Bürgerkrieg02.04.09 16:49
BÜRGERKRIEG
Mir geht es sehr schlecht, ich zittere am ganzen Körper, elend und Übelkeit, aber noch keine Schweißausbrüche. Erster Gedanke ist: Jetzt hast du dir wieder eine Malaria eingefangen.

Malaria, die Geißel Afrikas, ich kenne sie schon. Trotz einer guten Profilaxe haben meine Frau und ich daran gelitten und wissen, was das bedeutet.
Nur die Gliederschmerzen fehlen noch, dann wäre ich sicher.

Auf der Wache, in der Bevölkerung, rumort es, die Menschen sind verzweifelt, die Inflationsrate ist ungeheuer und die Bevölkerung weiß nicht mehr, wie sie satt werden soll.
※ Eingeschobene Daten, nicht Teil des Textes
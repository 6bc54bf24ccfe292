use anyhow::{Context, Result};
use photos_service::backup::target_from_config;
use photos_service::config::{Config, LogFormat};
use photos_service::{start_api_server, AppState, PhotoSink, Pipeline};
use std::path::Path;
use std::sync::Arc;
use tokio::signal;
use tracing::{info, warn};
use tracing_subscriber::{fmt, layer::SubscriberExt, util::SubscriberInitExt, EnvFilter};

#[tokio::main]
async fn main() -> Result<()> {
    // Load configuration
    let config = Config::load().context("Failed to load configuration")?;

    // Initialize logging
    init_tracing(&config.service.log_level, config.service.log_format);

    let version = config.version().context("Failed to read service version")?;

    info!(
        service = %config.service.name,
        version = %version,
        "Starting PhotoPi photos service"
    );

    // Initialize metrics
    if let Some(port) = config.service.metrics_port {
        init_metrics(port)?;
    }

    ensure_dir(&config.storage.photos_path)?;
    ensure_dir(&config.storage.show_path)?;

    let target = target_from_config(&config.backup)
        .await
        .context("Failed to initialize backup target")?;

    let pipeline = Arc::new(Pipeline::start(
        &config.pipeline,
        &config.storage.show_path,
        target,
    ));

    let api_state = AppState {
        pipeline: pipeline.clone() as Arc<dyn PhotoSink>,
        photos_path: config.storage.photos_path.clone(),
        upload_tag: config.api.upload_tag.clone(),
        version,
    };

    info!("Photos service started successfully");

    // Serve until a shutdown signal arrives
    start_api_server(api_state, &config.api, &config.storage, shutdown_signal()).await?;

    info!("Shutting down photos service");

    pipeline.shutdown().await;

    let stats = pipeline.snapshot();
    if stats.backup.failed > 0 {
        warn!(
            dropped = stats.backup.failed,
            "Some photos were not handed to staging and remain in the upload directory"
        );
    }

    info!(?stats, "Photos service stopped");

    Ok(())
}

/// Initialize tracing/logging
fn init_tracing(log_level: &str, format: LogFormat) {
    let env_filter = EnvFilter::try_from_default_env()
        .unwrap_or_else(|_| EnvFilter::new(log_level));

    let registry = tracing_subscriber::registry().with(env_filter);

    match format {
        LogFormat::Json => registry.with(fmt::layer().json()).init(),
        LogFormat::Pretty => registry.with(fmt::layer().pretty()).init(),
    }
}

/// Initialize Prometheus metrics exporter
fn init_metrics(port: u16) -> Result<()> {
    let builder = metrics_exporter_prometheus::PrometheusBuilder::new();

    builder
        .with_http_listener(([0, 0, 0, 0], port))
        .install()
        .context("Failed to install Prometheus metrics exporter")?;

    info!(port = port, "Prometheus metrics exporter started");

    Ok(())
}

fn ensure_dir(path: &Path) -> Result<()> {
    if !path.exists() {
        std::fs::create_dir_all(path)
            .with_context(|| format!("Unable to create directory {}", path.display()))?;
        info!(path = %path.display(), "Created directory");
    }
    Ok(())
}

/// Wait for shutdown signal (SIGINT or SIGTERM)
async fn shutdown_signal() {
    let ctrl_c = async {
        signal::ctrl_c()
            .await
            .expect("Failed to install Ctrl+C handler");
    };

    #[cfg(unix)]
    let terminate = async {
        signal::unix::signal(signal::unix::SignalKind::terminate())
            .expect("Failed to install SIGTERM handler")
            .recv()
            .await;
    };

    #[cfg(not(unix))]
    let terminate = std::future::pending::<()>();

    tokio::select! {
        _ = ctrl_c => {
            info!("Received Ctrl+C signal");
        }
        _ = terminate => {
            info!("Received SIGTERM signal");
        }
    }
}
Ein Sack Mais, das Grundnahrungsmittel, verschlingt jetzt fast einen Monatslohn eines Feuerwehrmannes, der so etwa 100 Euro verdient.
Zum Vergleich: alle Waren wie zum Beispiel Schuhe und Kleider, die aus Südafrika eingeführt werden, kosten so in etwa das Gleiche wie in Deutschland.

Das kann sich einfach keiner noch leisten. Auch auf mich werden schon neidische Blicke geworfen, leichtsinnigerweise habe ich einmal, - und dann NIE wieder! erzählt, was ich verdiene.
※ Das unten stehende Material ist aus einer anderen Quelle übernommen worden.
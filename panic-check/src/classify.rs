use std::{
    any::{type_name, Any},
    borrow::Cow,
    error::Error,
    fmt,
};

use regex::Regex;

/// A misconfigured check. These are programmer errors, not test results.
#[derive(Debug, thiserror::Error)]
pub enum ConfigError {
    #[error("Regexp could not be compiled: {source}")]
    InvalidPattern {
        pattern: String,
        #[source]
        source: regex::Error,
    },
    #[error("comparing uncomparable type {type_name}")]
    Uncomparable { type_name: &'static str },
}

impl ConfigError {
    /// Aborts the running check, the same way the code under test would.
    pub(crate) fn abort(self) -> ! {
        panic!("{self}")
    }
}

/// What a panic payload has to look like.
#[derive(Debug)]
pub enum Expectation {
    /// Any panic will do.
    Any,
    /// The payload text contains this string.
    Substring(String),
    /// The payload text matches this regular expression, unanchored.
    Pattern(String),
    /// The payload equals this value.
    Value(ExpectedValue),
}

impl Expectation {
    pub fn substring(want: impl Into<String>) -> Self {
        Self::Substring(want.into())
    }

    pub fn pattern(want: impl Into<String>) -> Self {
        Self::Pattern(want.into())
    }

    pub fn value<T: Any + Send + PartialEq + fmt::Debug>(want: T) -> Self {
        Self::Value(ExpectedValue::new(want))
    }

    /// Compiles the expectation, which only fails for a [`Expectation::Pattern`] that is not a
    /// valid regex.
    pub fn compile(&self) -> Result<Matcher<'_>, ConfigError> {
        Ok(match self {
            Self::Any => Matcher::Any,
            Self::Substring(want) => Matcher::Substring(want),
            Self::Pattern(want) => {
                Matcher::Pattern(Regex::new(want).map_err(|source| ConfigError::InvalidPattern {
                    pattern: want.clone(),
                    source,
                })?)
            }
            Self::Value(want) => Matcher::Value(want),
        })
    }

    pub(crate) fn compile_or_abort(&self) -> Matcher<'_> {
        self.compile().unwrap_or_else(|err| err.abort())
    }
}

impl fmt::Display for Expectation {
    fn fmt(&self, f: &mut fmt::Formatter<'_>) -> fmt::Result {
        match self {
            Self::Any => f.write_str("any panic"),
            Self::Substring(want) | Self::Pattern(want) => f.write_str(want),
            Self::Value(want) => write!(f, "{want:?}"),
        }
    }
}

/// A compiled [`Expectation`].
#[derive(Debug)]
pub enum Matcher<'e> {
    Any,
    Substring(&'e str),
    Pattern(Regex),
    Value(&'e ExpectedValue),
}

impl Matcher<'_> {
    /// Checks a payload.
    ///
    /// Substring and pattern checks against a payload without a text form are `false`.
    ///
    /// # Panics
    ///
    /// If the payload has the same type as an [`ExpectedValue::uncomparable`].
    pub fn matches(&self, payload: &(dyn Any + Send)) -> bool {
        match self {
            Matcher::Any => true,
            Matcher::Substring(want) => {
                payload_text(payload).is_some_and(|text| text.contains(*want))
            }
            Matcher::Pattern(want) => payload_text(payload).is_some_and(|text| want.is_match(&text)),
            Matcher::Value(want) => want.matches(payload),
        }
    }
}

/// A type-erased value for exact payload comparison.
pub struct ExpectedValue {
    value: Box<dyn Any + Send>,
    type_name: &'static str,
    same_type: fn(&(dyn Any + Send)) -> bool,
    eq: Option<fn(&(dyn Any + Send), &(dyn Any + Send)) -> bool>,
    debug: fn(&(dyn Any + Send), &mut fmt::Formatter<'_>) -> fmt::Result,
}

fn same_type<T: Any>(payload: &(dyn Any + Send)) -> bool {
    payload.is::<T>()
}

fn eq<T: Any + PartialEq>(want: &(dyn Any + Send), payload: &(dyn Any + Send)) -> bool {
    match (want.downcast_ref::<T>(), payload.downcast_ref::<T>()) {
        (Some(want), Some(payload)) => want == payload,
        _ => false,
    }
}

fn debug<T: Any + fmt::Debug>(value: &(dyn Any + Send), f: &mut fmt::Formatter<'_>) -> fmt::Result {
    match value.downcast_ref::<T>() {
        Some(value) => fmt::Debug::fmt(value, f),
        None => f.write_str(type_name::<T>()),
    }
}

impl ExpectedValue {
    pub fn new<T: Any + Send + PartialEq + fmt::Debug>(value: T) -> Self {
        Self {
            value: Box::new(value),
            type_name: type_name::<T>(),
            same_type: same_type::<T>,
            eq: Some(eq::<T>),
            debug: debug::<T>,
        }
    }

    /// A value of a type without equality. Checking a payload of the same type against it
    /// aborts with [`ConfigError::Uncomparable`].
    pub fn uncomparable<T: Any + Send + fmt::Debug>(value: T) -> Self {
        Self {
            value: Box::new(value),
            type_name: type_name::<T>(),
            same_type: same_type::<T>,
            eq: None,
            debug: debug::<T>,
        }
    }

    pub fn type_name(&self) -> &'static str {
        self.type_name
    }

    /// Compares against a payload. Values of different types are unequal, except that `&str`
    /// and `String` compare by content.
    ///
    /// # Panics
    ///
    /// If the payload has this value's type and that type has no equality.
    pub fn matches(&self, payload: &(dyn Any + Send)) -> bool {
        if let (Some(want), Some(got)) = (plain_text(&*self.value), plain_text(payload)) {
            return want == got;
        }

        if !(self.same_type)(payload) {
            return false;
        }

        match self.eq {
            Some(eq) => eq(&*self.value, payload),
            None => ConfigError::Uncomparable {
                type_name: self.type_name,
            }
            .abort(),
        }
    }
}

impl fmt::Debug for ExpectedValue {
    fn fmt(&self, f: &mut fmt::Formatter<'_>) -> fmt::Result {
        (self.debug)(&*self.value, f)
    }
}

fn plain_text(payload: &(dyn Any + Send)) -> Option<&str> {
    if let Some(text) = payload.downcast_ref::<&'static str>() {
        Some(*text)
    } else {
        payload.downcast_ref::<String>().map(String::as_str)
    }
}

macro_rules! error_like {
    ($payload:ident => $($ty:ty),* $(,)?) => {
        None::<String>
            .or_else(|| $payload.downcast_ref::<Box<dyn Error + Send + Sync>>().map(|err| err.to_string()))
            .or_else(|| $payload.downcast_ref::<Box<dyn Error + Send>>().map(|err| err.to_string()))
            $(.or_else(|| $payload.downcast_ref::<$ty>().map(|err| err.to_string())))*
    };
}

fn error_text(payload: &(dyn Any + Send)) -> Option<String> {
    error_like!(payload =>
        std::io::Error,
        std::fmt::Error,
        std::num::ParseIntError,
        std::num::ParseFloatError,
        std::str::ParseBoolError,
        std::str::Utf8Error,
        std::string::FromUtf8Error,
        regex::Error,
        ConfigError,
    )
}

/// The payload as text: strings as they are, errors through their `Display`. Any other
/// payload has no text form.
pub fn payload_text(payload: &(dyn Any + Send)) -> Option<Cow<'_, str>> {
    plain_text(payload)
        .map(Cow::Borrowed)
        .or_else(|| error_text(payload).map(Cow::Owned))
}

macro_rules! describe_as_debug {
    ($payload:ident => $($ty:ty),* $(,)?) => {
        $(if let Some(value) = $payload.downcast_ref::<$ty>() {
            return format!("{value:?}");
        })*
    };
}

/// Renders a payload for failure messages.
pub fn describe_payload(payload: &(dyn Any + Send)) -> String {
    if let Some(text) = plain_text(payload) {
        return format!("{text:?}");
    }

    describe_as_debug!(payload =>
        Box<dyn Error + Send + Sync>,
        Box<dyn Error + Send>,
        std::io::Error,
        std::fmt::Error,
        std::num::ParseIntError,
        std::num::ParseFloatError,
        std::str::ParseBoolError,
        std::str::Utf8Error,
        std::string::FromUtf8Error,
        regex::Error,
        ConfigError,
        i8, i16, i32, i64, i128, isize,
        u8, u16, u32, u64, u128, usize,
        f32, f64, bool, char, (),
    );

    "Box<dyn Any>".to_string()
}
Es herrscht Hungersnot, wieder einmal, die politische Lage ist sehr instabil und die damaligen G 5 Länder, die Länder, die in der Welt die Wirtschaft bestimmen, haben beschlossen, Malawi die wirtschaftliche Hilfe zu versagen, bis es „zur Demokratie findet!“

Malawi ist zu dieser Zeit, Mai 1992, ein Ein-Parteien-Staat unter der Führung des alten Präsidenten „Kamuzo“ Hastings Banda, der sein Land mit eiserner Faust regiert, aber unbestritten versucht, Ordnung und Sicherheit und andere Tugenden aufrecht zu halten.

Er gehört keineswegs zu den üblen Patronen, die nur an sich dachten, seine Leistungen auf zum Beispiel dem Gesundheitssektor, der Befreiung der Frauen und dem Bildungswesen werden anerkannt, aber: Es gibt keine politische Freiheit.

Angeblich sollen Oppositionelle auf sehr geheimnisvolle Weise um das Leben gekommen sein. Selbst unbestritten segensreiche Dinge wie die Anweisung, dass jeder Familienvater einen eigenen Garten haben und diesen auch bestellen muss werden ihm als Bevormundung angelastet, obschon da durch so manche Familie überhaupt erst überleben kann.

Neben ihm fungiert als Beraterin die State Hostess „Mama“ Kadzamira, eine Frau von ungeheurem Charisma, sowie ihr Onkel John Tembo, der auch heute noch einen mehr als üblen Ruf genießt. Nach meiner Kenntnis ist er es, gegen den sich der Haupthass richtete. Ihm traute man schon zu, Gegner an die Krokodile verfüttert zu haben.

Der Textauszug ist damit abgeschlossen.